What you need to do
Every line below that carries the word "NewDocument" needs to be copied.

Source records
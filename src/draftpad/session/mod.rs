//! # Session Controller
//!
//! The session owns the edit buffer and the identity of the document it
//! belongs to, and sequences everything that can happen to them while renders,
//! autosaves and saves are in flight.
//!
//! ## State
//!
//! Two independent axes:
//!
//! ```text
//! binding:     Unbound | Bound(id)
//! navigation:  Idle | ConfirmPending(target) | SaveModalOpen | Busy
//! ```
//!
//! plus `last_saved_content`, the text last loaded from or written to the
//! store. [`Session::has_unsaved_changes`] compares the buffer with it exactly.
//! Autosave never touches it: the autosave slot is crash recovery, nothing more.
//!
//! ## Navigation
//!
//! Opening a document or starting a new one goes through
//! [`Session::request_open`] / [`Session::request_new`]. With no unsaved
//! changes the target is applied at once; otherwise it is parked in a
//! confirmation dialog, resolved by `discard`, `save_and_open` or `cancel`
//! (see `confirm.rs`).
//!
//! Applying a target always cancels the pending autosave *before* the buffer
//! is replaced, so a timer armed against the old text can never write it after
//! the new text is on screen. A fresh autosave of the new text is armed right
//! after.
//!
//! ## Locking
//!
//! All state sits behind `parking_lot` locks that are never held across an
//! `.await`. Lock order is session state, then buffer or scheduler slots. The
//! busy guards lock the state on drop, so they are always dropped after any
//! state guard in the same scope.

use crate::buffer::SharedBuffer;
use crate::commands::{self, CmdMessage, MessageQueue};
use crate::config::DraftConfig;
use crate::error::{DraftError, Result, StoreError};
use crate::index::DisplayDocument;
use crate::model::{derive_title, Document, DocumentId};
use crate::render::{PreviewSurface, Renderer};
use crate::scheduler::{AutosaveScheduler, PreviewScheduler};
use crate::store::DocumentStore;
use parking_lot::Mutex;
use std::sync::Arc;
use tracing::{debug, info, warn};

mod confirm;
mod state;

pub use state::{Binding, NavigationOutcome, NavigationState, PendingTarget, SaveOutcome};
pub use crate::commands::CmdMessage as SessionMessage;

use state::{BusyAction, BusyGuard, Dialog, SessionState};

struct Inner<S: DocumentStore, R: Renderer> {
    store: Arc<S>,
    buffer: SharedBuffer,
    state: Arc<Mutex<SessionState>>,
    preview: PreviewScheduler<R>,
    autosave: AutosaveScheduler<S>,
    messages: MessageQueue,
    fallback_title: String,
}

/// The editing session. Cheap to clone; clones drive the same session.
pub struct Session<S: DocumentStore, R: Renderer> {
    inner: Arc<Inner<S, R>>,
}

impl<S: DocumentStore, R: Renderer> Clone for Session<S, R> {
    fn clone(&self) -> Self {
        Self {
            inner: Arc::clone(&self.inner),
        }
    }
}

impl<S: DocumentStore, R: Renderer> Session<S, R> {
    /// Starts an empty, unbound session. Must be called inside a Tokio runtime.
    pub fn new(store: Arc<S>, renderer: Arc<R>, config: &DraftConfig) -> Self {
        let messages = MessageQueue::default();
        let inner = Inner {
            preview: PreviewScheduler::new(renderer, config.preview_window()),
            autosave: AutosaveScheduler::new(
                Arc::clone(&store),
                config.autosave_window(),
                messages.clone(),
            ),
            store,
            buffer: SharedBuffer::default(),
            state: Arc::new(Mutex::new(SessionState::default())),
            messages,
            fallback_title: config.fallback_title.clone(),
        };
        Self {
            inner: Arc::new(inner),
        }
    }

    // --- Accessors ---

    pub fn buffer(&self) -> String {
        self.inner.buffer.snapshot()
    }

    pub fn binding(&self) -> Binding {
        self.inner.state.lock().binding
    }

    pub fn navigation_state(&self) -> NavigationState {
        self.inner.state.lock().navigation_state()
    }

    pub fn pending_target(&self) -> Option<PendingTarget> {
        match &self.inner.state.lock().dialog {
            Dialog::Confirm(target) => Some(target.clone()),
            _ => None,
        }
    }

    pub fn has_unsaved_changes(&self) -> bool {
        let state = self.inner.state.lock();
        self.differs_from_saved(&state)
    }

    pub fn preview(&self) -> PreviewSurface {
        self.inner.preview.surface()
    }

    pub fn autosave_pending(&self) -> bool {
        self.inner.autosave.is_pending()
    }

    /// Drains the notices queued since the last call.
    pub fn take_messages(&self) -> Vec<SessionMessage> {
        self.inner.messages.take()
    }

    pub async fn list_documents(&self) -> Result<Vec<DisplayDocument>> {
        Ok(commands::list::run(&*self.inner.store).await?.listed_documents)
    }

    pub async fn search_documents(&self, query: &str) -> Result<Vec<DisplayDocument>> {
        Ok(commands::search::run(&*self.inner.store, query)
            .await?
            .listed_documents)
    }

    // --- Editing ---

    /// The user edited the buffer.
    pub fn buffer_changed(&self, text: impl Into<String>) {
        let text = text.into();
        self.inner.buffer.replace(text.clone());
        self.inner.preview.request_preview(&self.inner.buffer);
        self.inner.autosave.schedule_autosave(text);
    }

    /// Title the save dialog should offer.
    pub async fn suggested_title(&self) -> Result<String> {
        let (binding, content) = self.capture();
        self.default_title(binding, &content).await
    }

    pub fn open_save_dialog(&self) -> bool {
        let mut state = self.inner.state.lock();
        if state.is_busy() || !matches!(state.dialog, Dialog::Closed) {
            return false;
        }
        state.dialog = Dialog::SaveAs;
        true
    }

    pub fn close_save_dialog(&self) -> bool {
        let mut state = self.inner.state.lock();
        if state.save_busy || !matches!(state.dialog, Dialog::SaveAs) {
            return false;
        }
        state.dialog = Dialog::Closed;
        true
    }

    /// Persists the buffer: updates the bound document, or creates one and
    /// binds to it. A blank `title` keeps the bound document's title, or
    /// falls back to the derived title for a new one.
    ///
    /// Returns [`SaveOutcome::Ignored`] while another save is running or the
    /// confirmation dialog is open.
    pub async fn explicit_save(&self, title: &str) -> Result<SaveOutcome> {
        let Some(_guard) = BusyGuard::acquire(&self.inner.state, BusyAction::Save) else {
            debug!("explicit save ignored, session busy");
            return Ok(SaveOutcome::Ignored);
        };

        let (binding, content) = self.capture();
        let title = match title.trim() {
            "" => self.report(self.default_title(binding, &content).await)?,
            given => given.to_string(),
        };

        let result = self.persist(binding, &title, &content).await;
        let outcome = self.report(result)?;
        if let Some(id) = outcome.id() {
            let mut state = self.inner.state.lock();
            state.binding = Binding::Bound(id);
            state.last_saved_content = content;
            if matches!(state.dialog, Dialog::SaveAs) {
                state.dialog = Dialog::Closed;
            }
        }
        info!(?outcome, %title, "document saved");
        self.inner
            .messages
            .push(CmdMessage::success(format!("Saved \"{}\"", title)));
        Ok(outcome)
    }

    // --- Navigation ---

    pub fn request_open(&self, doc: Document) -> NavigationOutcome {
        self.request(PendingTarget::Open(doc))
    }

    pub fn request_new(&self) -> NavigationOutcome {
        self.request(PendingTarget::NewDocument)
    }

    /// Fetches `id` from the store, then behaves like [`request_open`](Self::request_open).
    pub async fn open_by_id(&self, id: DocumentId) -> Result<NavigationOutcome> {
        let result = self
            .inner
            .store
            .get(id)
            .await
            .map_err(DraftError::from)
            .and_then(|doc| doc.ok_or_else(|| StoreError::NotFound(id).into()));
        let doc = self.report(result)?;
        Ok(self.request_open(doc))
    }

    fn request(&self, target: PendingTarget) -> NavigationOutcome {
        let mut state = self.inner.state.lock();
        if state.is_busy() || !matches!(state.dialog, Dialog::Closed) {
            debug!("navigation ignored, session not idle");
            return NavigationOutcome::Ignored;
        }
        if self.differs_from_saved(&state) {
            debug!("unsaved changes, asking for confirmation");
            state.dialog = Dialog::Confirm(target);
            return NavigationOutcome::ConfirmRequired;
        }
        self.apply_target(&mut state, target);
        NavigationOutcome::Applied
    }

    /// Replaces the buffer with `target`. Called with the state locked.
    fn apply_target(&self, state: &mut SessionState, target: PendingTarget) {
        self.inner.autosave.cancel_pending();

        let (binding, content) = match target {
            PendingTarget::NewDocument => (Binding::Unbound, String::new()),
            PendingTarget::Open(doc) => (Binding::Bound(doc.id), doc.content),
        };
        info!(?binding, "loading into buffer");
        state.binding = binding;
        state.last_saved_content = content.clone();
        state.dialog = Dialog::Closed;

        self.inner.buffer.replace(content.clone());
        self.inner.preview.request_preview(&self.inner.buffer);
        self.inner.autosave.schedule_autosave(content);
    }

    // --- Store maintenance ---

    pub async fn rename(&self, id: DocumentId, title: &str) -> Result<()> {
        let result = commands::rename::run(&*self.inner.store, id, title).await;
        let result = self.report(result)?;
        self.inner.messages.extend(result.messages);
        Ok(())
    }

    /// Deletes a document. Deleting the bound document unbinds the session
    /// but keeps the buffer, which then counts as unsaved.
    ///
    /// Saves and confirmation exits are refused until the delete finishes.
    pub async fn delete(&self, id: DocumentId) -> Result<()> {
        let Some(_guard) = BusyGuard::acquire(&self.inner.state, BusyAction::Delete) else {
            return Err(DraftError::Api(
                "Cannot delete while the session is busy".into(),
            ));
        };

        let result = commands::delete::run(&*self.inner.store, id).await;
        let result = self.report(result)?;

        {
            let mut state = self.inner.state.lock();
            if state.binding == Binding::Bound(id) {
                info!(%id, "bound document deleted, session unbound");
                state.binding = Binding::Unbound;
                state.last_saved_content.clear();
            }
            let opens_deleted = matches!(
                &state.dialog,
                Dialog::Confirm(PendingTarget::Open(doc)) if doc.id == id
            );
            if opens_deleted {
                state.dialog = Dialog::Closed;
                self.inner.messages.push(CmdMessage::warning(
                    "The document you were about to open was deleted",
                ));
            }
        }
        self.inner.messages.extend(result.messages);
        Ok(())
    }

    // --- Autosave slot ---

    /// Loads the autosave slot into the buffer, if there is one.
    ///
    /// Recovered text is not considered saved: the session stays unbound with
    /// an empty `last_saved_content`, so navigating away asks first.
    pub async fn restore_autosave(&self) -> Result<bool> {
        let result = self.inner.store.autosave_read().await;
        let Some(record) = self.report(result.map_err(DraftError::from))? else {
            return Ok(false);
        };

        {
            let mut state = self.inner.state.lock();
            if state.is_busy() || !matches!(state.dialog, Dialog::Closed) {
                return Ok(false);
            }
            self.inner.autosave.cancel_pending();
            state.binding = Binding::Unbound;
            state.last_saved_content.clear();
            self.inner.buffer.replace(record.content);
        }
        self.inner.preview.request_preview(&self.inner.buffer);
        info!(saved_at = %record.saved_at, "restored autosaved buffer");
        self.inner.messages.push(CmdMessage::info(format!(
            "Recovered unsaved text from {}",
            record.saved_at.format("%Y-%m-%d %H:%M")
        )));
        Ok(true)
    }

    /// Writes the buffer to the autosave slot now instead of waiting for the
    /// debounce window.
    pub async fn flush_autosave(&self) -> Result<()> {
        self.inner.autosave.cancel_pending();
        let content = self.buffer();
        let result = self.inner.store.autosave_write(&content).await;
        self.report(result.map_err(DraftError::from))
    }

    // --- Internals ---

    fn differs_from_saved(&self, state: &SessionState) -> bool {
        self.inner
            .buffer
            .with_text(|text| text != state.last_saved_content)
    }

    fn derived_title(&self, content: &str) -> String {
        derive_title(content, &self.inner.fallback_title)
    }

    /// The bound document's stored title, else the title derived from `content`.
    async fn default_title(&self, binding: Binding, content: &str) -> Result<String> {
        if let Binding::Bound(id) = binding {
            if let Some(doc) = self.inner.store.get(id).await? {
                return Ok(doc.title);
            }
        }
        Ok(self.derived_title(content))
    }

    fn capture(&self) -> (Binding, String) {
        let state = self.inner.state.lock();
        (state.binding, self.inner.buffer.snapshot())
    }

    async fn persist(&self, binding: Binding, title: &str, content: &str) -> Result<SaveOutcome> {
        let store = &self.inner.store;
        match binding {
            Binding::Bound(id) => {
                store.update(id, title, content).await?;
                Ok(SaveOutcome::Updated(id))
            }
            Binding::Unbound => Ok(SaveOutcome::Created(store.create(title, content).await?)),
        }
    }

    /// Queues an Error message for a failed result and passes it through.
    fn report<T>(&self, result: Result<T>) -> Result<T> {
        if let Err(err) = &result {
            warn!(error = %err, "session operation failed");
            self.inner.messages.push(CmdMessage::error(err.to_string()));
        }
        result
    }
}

Task answer
        self.request(PendingTarget::NewDocument)
            PendingTarget::NewDocument => (Binding::Unbound, String::new()),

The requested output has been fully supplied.